▸ **ASSIGNMENT**
Below is a listing. Gather each line of it that contains "Copy".

▸ **DATASET ENTRIES**
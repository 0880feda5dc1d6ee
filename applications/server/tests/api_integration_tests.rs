//! API integration tests
//! Tests complete HTTP request/response cycles with real database

mod common;

use axum::{
    body::Body,
    http::{header, Request, StatusCode},
    response::Response,
    Router,
};
use common::{bearer, fixtures, test_app, DownPublisher, RecordingPublisher, TestDb};
use openmusic_core::UserId;
use openmusic_export::{AmqpPublisher, QueueTopology};
use serde_json::{json, Value};
use std::sync::Arc;
use std::time::Duration;
use tower::util::ServiceExt;

fn request(method: &str, uri: &str, user: Option<&UserId>, body: Option<Value>) -> Request<Body> {
    let mut builder = Request::builder().method(method).uri(uri);
    if let Some(user) = user {
        builder = builder.header(header::AUTHORIZATION, bearer(user));
    }
    match body {
        Some(body) => builder
            .header(header::CONTENT_TYPE, "application/json")
            .body(Body::from(body.to_string()))
            .unwrap(),
        None => builder.body(Body::empty()).unwrap(),
    }
}

async fn send(app: &Router, req: Request<Body>) -> Response {
    app.clone().oneshot(req).await.unwrap()
}

async fn json_body(response: Response) -> Value {
    let body_bytes = axum::body::to_bytes(response.into_body(), usize::MAX)
        .await
        .unwrap();
    serde_json::from_slice(&body_bytes).unwrap()
}

async fn create_playlist(app: &Router, owner: &UserId, name: &str) -> String {
    let response = send(app, request("POST", "/api/playlists", Some(owner), Some(json!({ "name": name })))).await;
    assert_eq!(response.status(), StatusCode::CREATED);
    json_body(response).await["playlistId"].as_str().unwrap().to_string()
}

#[tokio::test]
async fn test_health_is_public_and_reports_cache() {
    let db = TestDb::new().await;
    let (app, _) = test_app(db.pool(), Arc::new(RecordingPublisher::default()));

    let response = send(&app, request("GET", "/api/health", None, None)).await;
    assert_eq!(response.status(), StatusCode::OK);

    let body = json_body(response).await;
    assert_eq!(body["status"], "ok");
    assert_eq!(body["cache"], "local-only");
    assert!(body["export"].is_null());
}

#[tokio::test]
async fn test_health_reports_export_link_state() {
    let db = TestDb::new().await;
    let publisher = AmqpPublisher::new(
        "amqp://127.0.0.1:1/%2f",
        QueueTopology::default(),
        Duration::from_millis(500),
    );
    let (app, _) = test_app(db.pool(), Arc::new(publisher));

    let body = json_body(send(&app, request("GET", "/api/health", None, None)).await).await;
    assert_eq!(body["export"], "disconnected");
}

#[tokio::test]
async fn test_requests_without_token_are_unauthorized() {
    let db = TestDb::new().await;
    let (app, _) = test_app(db.pool(), Arc::new(RecordingPublisher::default()));

    let response = send(&app, request("GET", "/api/playlists", None, None)).await;
    assert_eq!(response.status(), StatusCode::UNAUTHORIZED);

    let bad = Request::builder()
        .uri("/api/playlists")
        .header(header::AUTHORIZATION, "Bearer not-a-token")
        .body(Body::empty())
        .unwrap();
    let response = send(&app, bad).await;
    assert_eq!(response.status(), StatusCode::UNAUTHORIZED);
    assert!(json_body(response).await["error"].is_string());
}

#[tokio::test]
async fn test_playlist_song_flow() {
    let db = TestDb::new().await;
    let (app, _) = test_app(db.pool(), Arc::new(RecordingPublisher::default()));
    let owner = fixtures::create_user(db.pool(), "owner").await;
    let song = fixtures::create_song(db.pool(), "Highway").await;

    let playlist_id = create_playlist(&app, &owner, "Road Trip").await;
    let songs_uri = format!("/api/playlists/{}/songs", playlist_id);

    let add = || request("POST", &songs_uri, Some(&owner), Some(json!({ "songId": song })));
    assert_eq!(send(&app, add()).await.status(), StatusCode::CREATED);
    assert_eq!(send(&app, add()).await.status(), StatusCode::CONFLICT);

    let response = send(&app, request("GET", &songs_uri, Some(&owner), None)).await;
    assert_eq!(response.status(), StatusCode::OK);
    let body = json_body(response).await;
    assert_eq!(body["name"], "Road Trip");
    assert_eq!(body["username"], "owner");
    assert_eq!(body["songs"].as_array().unwrap().len(), 1);
    assert_eq!(body["songs"][0]["title"], "Highway");

    let response = send(
        &app,
        request("DELETE", &songs_uri, Some(&owner), Some(json!({ "songId": song }))),
    )
    .await;
    assert_eq!(response.status(), StatusCode::OK);

    let response = send(
        &app,
        request("GET", &format!("/api/playlists/{}/activities", playlist_id), Some(&owner), None),
    )
    .await;
    let body = json_body(response).await;
    assert_eq!(body["playlistId"], playlist_id.as_str());
    let actions: Vec<_> = body["activities"]
        .as_array()
        .unwrap()
        .iter()
        .map(|a| a["action"].as_str().unwrap().to_string())
        .collect();
    assert_eq!(actions, ["add", "delete"]);
}

#[tokio::test]
async fn test_empty_playlist_name_is_bad_request() {
    let db = TestDb::new().await;
    let (app, _) = test_app(db.pool(), Arc::new(RecordingPublisher::default()));
    let owner = fixtures::create_user(db.pool(), "owner").await;

    let response = send(&app, request("POST", "/api/playlists", Some(&owner), Some(json!({ "name": "" })))).await;
    assert_eq!(response.status(), StatusCode::BAD_REQUEST);
}

#[tokio::test]
async fn test_collaboration_roles_over_http() {
    let db = TestDb::new().await;
    let (app, _) = test_app(db.pool(), Arc::new(RecordingPublisher::default()));
    let u1 = fixtures::create_user(db.pool(), "u1").await;
    let u2 = fixtures::create_user(db.pool(), "u2").await;
    let s1 = fixtures::create_song(db.pool(), "Song One").await;

    let p1 = create_playlist(&app, &u1, "p1").await;
    let grant = json!({ "playlistId": p1, "userId": u2 });

    // Collaborator cannot manage collaborators, owner can
    let response = send(&app, request("POST", "/api/collaborations", Some(&u2), Some(grant.clone()))).await;
    assert_eq!(response.status(), StatusCode::FORBIDDEN);
    let response = send(&app, request("POST", "/api/collaborations", Some(&u1), Some(grant.clone()))).await;
    assert_eq!(response.status(), StatusCode::CREATED);
    assert!(json_body(response).await["collaborationId"].is_string());

    let response = send(
        &app,
        request("POST", &format!("/api/playlists/{}/songs", p1), Some(&u2), Some(json!({ "songId": s1 }))),
    )
    .await;
    assert_eq!(response.status(), StatusCode::CREATED);

    // Shared playlist shows up for the collaborator
    let response = send(&app, request("GET", "/api/playlists", Some(&u2), None)).await;
    let body = json_body(response).await;
    assert_eq!(body.as_array().unwrap().len(), 1);
    assert_eq!(body[0]["username"], "u1");

    let delete_uri = format!("/api/playlists/{}", p1);
    assert_eq!(
        send(&app, request("DELETE", &delete_uri, Some(&u2), None)).await.status(),
        StatusCode::FORBIDDEN
    );
    assert_eq!(
        send(&app, request("DELETE", &delete_uri, Some(&u1), None)).await.status(),
        StatusCode::OK
    );
    assert_eq!(
        send(&app, request("GET", &format!("/api/playlists/{}/songs", p1), Some(&u1), None))
            .await
            .status(),
        StatusCode::NOT_FOUND
    );
}

#[tokio::test]
async fn test_likes_report_data_source_header() {
    let db = TestDb::new().await;
    let (app, _) = test_app(db.pool(), Arc::new(RecordingPublisher::default()));
    let user = fixtures::create_user(db.pool(), "listener").await;
    let album = fixtures::create_album(db.pool(), "Debut").await;
    let uri = format!("/api/albums/{}/likes", album);

    let response = send(&app, request("GET", &uri, Some(&user), None)).await;
    assert_eq!(response.status(), StatusCode::OK);
    assert_eq!(response.headers()["x-data-source"], "database");
    assert_eq!(json_body(response).await["likes"], 0);

    let response = send(&app, request("GET", &uri, Some(&user), None)).await;
    assert_eq!(response.headers()["x-data-source"], "cache");

    assert_eq!(
        send(&app, request("POST", &uri, Some(&user), None)).await.status(),
        StatusCode::CREATED
    );
    assert_eq!(
        send(&app, request("POST", &uri, Some(&user), None)).await.status(),
        StatusCode::CONFLICT
    );

    let response = send(&app, request("GET", &uri, Some(&user), None)).await;
    assert_eq!(response.headers()["x-data-source"], "database");
    assert_eq!(json_body(response).await["likes"], 1);

    let response = send(&app, request("GET", "/api/albums/album-missing/likes", Some(&user), None)).await;
    assert_eq!(response.status(), StatusCode::NOT_FOUND);
}

#[tokio::test]
async fn test_export_is_accepted_and_queued() {
    let db = TestDb::new().await;
    let publisher = Arc::new(RecordingPublisher::default());
    let (app, _) = test_app(db.pool(), publisher.clone());
    let owner = fixtures::create_user(db.pool(), "owner").await;
    let stranger = fixtures::create_user(db.pool(), "stranger").await;
    let playlist_id = create_playlist(&app, &owner, "Road Trip").await;
    let uri = format!("/api/export/playlists/{}", playlist_id);

    let body = json!({ "targetEmail": "friend@example.com" });
    let response = send(&app, request("POST", &uri, Some(&stranger), Some(body.clone()))).await;
    assert_eq!(response.status(), StatusCode::FORBIDDEN);
    assert!(publisher.published().is_empty());

    let response = send(&app, request("POST", &uri, Some(&owner), Some(body))).await;
    assert_eq!(response.status(), StatusCode::CREATED);
    assert_eq!(publisher.published().len(), 1);

    let response = send(
        &app,
        request("POST", &uri, Some(&owner), Some(json!({ "targetEmail": "nope" }))),
    )
    .await;
    assert_eq!(response.status(), StatusCode::BAD_REQUEST);
    assert_eq!(publisher.published().len(), 1);
}

#[tokio::test]
async fn test_export_with_broker_down_is_service_unavailable() {
    let db = TestDb::new().await;
    let (app, _) = test_app(db.pool(), Arc::new(DownPublisher));
    let owner = fixtures::create_user(db.pool(), "owner").await;
    let playlist_id = create_playlist(&app, &owner, "Road Trip").await;

    let response = send(
        &app,
        request("POST", &format!("/api/export/playlists/{}", playlist_id), Some(&owner), Some(json!({}))),
    )
    .await;
    assert_eq!(response.status(), StatusCode::SERVICE_UNAVAILABLE);
}
/// Health-tracking composition of a remote store and the local fallback
use crate::{
    error::CacheError,
    invalidation::{FillToken, Invalidations},
    local::LocalCache,
    remote::RemoteStore,
};
use serde::Serialize;
use std::num::NonZeroUsize;
use std::sync::{Arc, Weak};
use std::time::Duration;
use tokio::sync::watch;
use tokio::task::JoinHandle;
use tokio::time::MissedTickBehavior;

/// Observable state of the remote tier
#[derive(Debug, Clone, Copy, PartialEq, Eq, Serialize)]
#[serde(rename_all = "kebab-case")]
pub enum CacheHealth {
    /// Remote reachable; reads go to it
    Healthy,
    /// Remote configured but failing; reads and writes use the local map
    Degraded,
    /// No remote configured
    LocalOnly,
}

/// Cache that never raises to its caller
///
/// `get` returns `None` on any miss or failure, `set` and `delete` always
/// succeed locally. Remote failures are logged and flip the health signal.
///
/// Cache-aside readers should populate with [`begin_fill`](Self::begin_fill)
/// and [`fill`](Self::fill) rather than `set`, so that a value computed before
/// a concurrent `delete` never outlives that delete.
pub struct ResilientCache {
    remote: Option<Arc<dyn RemoteStore>>,
    local: LocalCache,
    invalidations: Invalidations,
    health: watch::Sender<CacheHealth>,
}

impl ResilientCache {
    /// Cache with no remote tier
    pub fn local_only(capacity: NonZeroUsize) -> Self {
        let (health, _) = watch::channel(CacheHealth::LocalOnly);
        Self {
            remote: None,
            local: LocalCache::new(capacity),
            invalidations: Invalidations::new(capacity),
            health,
        }
    }

    /// Cache backed by `remote`
    ///
    /// Starts degraded; call [`probe`](Self::probe) to connect.
    pub fn with_remote(remote: Arc<dyn RemoteStore>, capacity: NonZeroUsize) -> Self {
        let (health, _) = watch::channel(CacheHealth::Degraded);
        Self {
            remote: Some(remote),
            local: LocalCache::new(capacity),
            invalidations: Invalidations::new(capacity),
            health,
        }
    }

    pub fn health(&self) -> CacheHealth {
        *self.health.borrow()
    }

    /// Subscribe to health transitions
    pub fn subscribe(&self) -> watch::Receiver<CacheHealth> {
        self.health.subscribe()
    }

    pub async fn get(&self, key: &str) -> Option<String> {
        if let Some(remote) = self.healthy_remote() {
            match remote.get(key).await {
                Ok(value) => return value,
                Err(e) => self.mark_degraded("get", key, &e),
            }
        }

        self.local.get(key)
    }

    pub async fn set(&self, key: &str, value: &str, ttl: Duration) {
        self.local.set(key, value, ttl);

        if let Some(remote) = self.healthy_remote() {
            if let Err(e) = remote.set(key, value, ttl).await {
                self.mark_degraded("set", key, &e);
            }
        }
    }

    pub async fn delete(&self, key: &str) {
        self.invalidations.record_delete(key);
        self.local.delete(key);

        if let Some(remote) = self.healthy_remote() {
            if let Err(e) = remote.delete(key).await {
                // The remote may keep serving the old value until its TTL runs out
                self.mark_degraded("delete", key, &e);
            }
        }
    }

    /// Take before reading the value a later [`fill`](Self::fill) will store
    pub fn begin_fill(&self) -> FillToken {
        self.invalidations.token()
    }

    /// Store a value computed after `token` was taken
    ///
    /// Skipped if `key` was deleted since the token. A delete that lands while
    /// the write is in flight is replayed afterwards, so the stale value is
    /// removed again. Returns whether the value was kept.
    pub async fn fill(&self, key: &str, value: &str, ttl: Duration, token: FillToken) -> bool {
        if self.invalidations.deleted_since(key, token) {
            tracing::debug!(key, "Skipping fill invalidated before write");
            return false;
        }

        self.set(key, value, ttl).await;

        if self.invalidations.deleted_since(key, token) {
            tracing::debug!(key, "Fill raced an invalidation, deleting again");
            self.delete(key).await;
            return false;
        }
        true
    }

    /// Try to (re)connect the remote tier and update health accordingly
    pub async fn probe(&self) -> CacheHealth {
        let Some(remote) = &self.remote else {
            return CacheHealth::LocalOnly;
        };

        match remote.connect().await {
            Ok(()) => self.transition(CacheHealth::Healthy),
            Err(e) => {
                tracing::debug!(error = %e, "Remote cache probe failed");
                self.transition(CacheHealth::Degraded);
            }
        }

        self.health()
    }

    /// Re-probe a degraded remote every `every` until the cache is dropped
    pub fn spawn_health_probe(self: &Arc<Self>, every: Duration) -> JoinHandle<()> {
        let cache: Weak<Self> = Arc::downgrade(self);

        tokio::spawn(async move {
            let mut ticker = tokio::time::interval(every);
            ticker.set_missed_tick_behavior(MissedTickBehavior::Skip);

            loop {
                ticker.tick().await;
                let Some(cache) = cache.upgrade() else {
                    break;
                };
                if cache.health() == CacheHealth::Degraded {
                    cache.probe().await;
                }
            }
        })
    }

    fn healthy_remote(&self) -> Option<&Arc<dyn RemoteStore>> {
        if self.health() == CacheHealth::Healthy {
            self.remote.as_ref()
        } else {
            None
        }
    }

    fn mark_degraded(&self, op: &str, key: &str, err: &CacheError) {
        tracing::warn!(op, key, error = %err, "Remote cache failed, using local fallback");
        self.transition(CacheHealth::Degraded);
    }

    fn transition(&self, next: CacheHealth) {
        let changed = self.health.send_if_modified(|current| {
            if *current == next {
                false
            } else {
                *current = next;
                true
            }
        });

        if changed {
            match next {
                CacheHealth::Healthy => tracing::info!("Remote cache healthy"),
                CacheHealth::Degraded => tracing::warn!("Remote cache degraded"),
                CacheHealth::LocalOnly => {}
            }
        }
    }
}
/// Per-key invalidation clock for cache fills
use lru::LruCache;
use parking_lot::Mutex;
use std::num::NonZeroUsize;

/// Snapshot of the invalidation clock taken before reading the source of truth
///
/// A fill carrying a token is discarded if its key was deleted after the
/// token was taken.
#[derive(Debug, Clone, Copy, PartialEq, Eq)]
pub struct FillToken {
    epoch: u64,
}

struct Clock {
    now: u64,
    deleted_at: LruCache<String, u64>,
    /// Newest tick among keys pushed out of `deleted_at`
    forgotten: u64,
}

/// Records when each key was last deleted
///
/// Bounded: once a key's tick is evicted, fills that started before the
/// eviction are treated as invalidated.
pub(crate) struct Invalidations {
    clock: Mutex<Clock>,
}

impl Invalidations {
    pub(crate) fn new(capacity: NonZeroUsize) -> Self {
        Self {
            clock: Mutex::new(Clock {
                now: 0,
                deleted_at: LruCache::new(capacity),
                forgotten: 0,
            }),
        }
    }

    pub(crate) fn token(&self) -> FillToken {
        FillToken {
            epoch: self.clock.lock().now,
        }
    }

    pub(crate) fn record_delete(&self, key: &str) {
        let mut clock = self.clock.lock();
        clock.now += 1;
        let tick = clock.now;

        if let Some((evicted, at)) = clock.deleted_at.push(key.to_string(), tick) {
            if evicted != key {
                clock.forgotten = clock.forgotten.max(at);
            }
        }
    }

    pub(crate) fn deleted_since(&self, key: &str, token: FillToken) -> bool {
        let clock = self.clock.lock();
        clock.forgotten > token.epoch
            || clock
                .deleted_at
                .peek(key)
                .is_some_and(|at| *at > token.epoch)
    }
}
/// OpenMusic Server - playlist service with asynchronous exports
use clap::{Parser, Subcommand};
use openmusic_cache::{RedisStore, ResilientCache};
use openmusic_core::UserId;
use openmusic_export::{AmqpPublisher, JobPublisher, UnconfiguredPublisher};
use openmusic_server::{
    config::{CacheSettings, ExportSettings, ServerConfig},
    create_router,
    services::AuthService,
    state::AppState,
};
use std::{net::SocketAddr, path::PathBuf, sync::Arc};
use tracing_subscriber::{layer::SubscriberExt, util::SubscriberInitExt};

#[derive(Parser)]
#[command(name = "openmusic-server")]
#[command(about = "OpenMusic playlist service", long_about = None)]
struct Cli {
    /// Configuration file path
    #[arg(short, long, global = true, env = "OPENMUSIC_CONFIG")]
    config: Option<PathBuf>,

    #[command(subcommand)]
    command: Commands,
}

#[derive(Subcommand)]
enum Commands {
    /// Start the HTTP server
    Serve,
    /// Apply database migrations and exit
    Migrate,
    /// Print an access token for a user (development only)
    IssueToken {
        /// User ID to put in the token subject
        #[arg(short, long)]
        user_id: String,
    },
}

#[tokio::main]
async fn main() -> anyhow::Result<()> {
    tracing_subscriber::registry()
        .with(
            tracing_subscriber::EnvFilter::try_from_default_env()
                .unwrap_or_else(|_| "openmusic_server=info,tower_http=info".into()),
        )
        .with(tracing_subscriber::fmt::layer())
        .init();

    let cli = Cli::parse();
    let config = ServerConfig::load(cli.config.as_deref())?;

    match cli.command {
        Commands::Serve => serve(config).await?,
        Commands::Migrate => migrate(&config).await?,
        Commands::IssueToken { user_id } => issue_token(&config, &user_id)?,
    }

    Ok(())
}

async fn serve(config: ServerConfig) -> anyhow::Result<()> {
    config.validate()?;

    tracing::info!("Starting OpenMusic Server");
    tracing::info!("Host: {}", config.server.host);
    tracing::info!("Port: {}", config.server.port);

    let pool = openmusic_storage::create_pool(&config.storage.database_url).await?;
    openmusic_storage::run_migrations(&pool).await?;
    tracing::info!("Database connected");

    let auth_service = Arc::new(AuthService::new(
        config.auth.jwt_secret.clone(),
        config.auth.jwt_expiration_hours,
    ));

    let cache = build_cache(&config.cache).await?;
    let publisher = build_publisher(&config.export);

    let app_state = AppState::new(pool, auth_service, cache, publisher);
    let app = create_router(app_state);

    let addr = SocketAddr::from((
        config.server.host.parse::<std::net::IpAddr>()?,
        config.server.port,
    ));

    tracing::info!("Server listening on {}", addr);

    let listener = tokio::net::TcpListener::bind(addr).await?;
    axum::serve(listener, app)
        .with_graceful_shutdown(shutdown_signal())
        .await?;

    Ok(())
}

/// Local-only without a Redis URL, otherwise Redis plus a background probe
async fn build_cache(settings: &CacheSettings) -> anyhow::Result<Arc<ResilientCache>> {
    let capacity = settings.capacity()?;

    let Some(url) = &settings.redis_url else {
        tracing::info!("No Redis URL configured, cache is local-only");
        return Ok(Arc::new(ResilientCache::local_only(capacity)));
    };

    let remote = RedisStore::new(url, settings.connect_timeout())?;
    let cache = Arc::new(ResilientCache::with_remote(Arc::new(remote), capacity));

    // A failed first probe is not fatal; the background probe keeps trying
    let health = cache.probe().await;
    tracing::info!(?health, "Cache initialized");
    cache.spawn_health_probe(settings.probe_interval());

    Ok(cache)
}

fn build_publisher(settings: &ExportSettings) -> Arc<dyn JobPublisher> {
    match &settings.amqp_url {
        Some(url) => {
            tracing::info!(queue = %settings.queue, "Export queue configured");
            Arc::new(
                AmqpPublisher::new(url.clone(), settings.topology(), settings.connect_timeout())
                    .with_publish_timeout(settings.publish_timeout()),
            )
        }
        None => {
            tracing::warn!("No AMQP URL configured, export requests will be refused");
            Arc::new(UnconfiguredPublisher)
        }
    }
}

async fn migrate(config: &ServerConfig) -> anyhow::Result<()> {
    let pool = openmusic_storage::create_pool(&config.storage.database_url).await?;
    openmusic_storage::run_migrations(&pool).await?;
    tracing::info!("Migrations applied");
    Ok(())
}

fn issue_token(config: &ServerConfig, user_id: &str) -> anyhow::Result<()> {
    config.validate()?;
    let auth_service = AuthService::new(
        config.auth.jwt_secret.clone(),
        config.auth.jwt_expiration_hours,
    );
    let token = auth_service.create_access_token(&UserId::new(user_id))?;
    println!("{}", token);
    Ok(())
}

async fn shutdown_signal() {
    let ctrl_c = async {
        let _ = tokio::signal::ctrl_c().await;
    };

    #[cfg(unix)]
    let terminate = async {
        if let Ok(mut sigterm) =
            tokio::signal::unix::signal(tokio::signal::unix::SignalKind::terminate())
        {
            sigterm.recv().await;
        }
    };

    #[cfg(not(unix))]
    let terminate = std::future::pending::<()>();

    tokio::select! {
        () = ctrl_c => {},
        () = terminate => {},
    }
    tracing::info!("Shutting down");
}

▸ **REPLY**
#[derive(Debug, Clone, Copy, PartialEq, Eq, Serialize)]
#[derive(Debug, Clone, Copy, PartialEq, Eq)]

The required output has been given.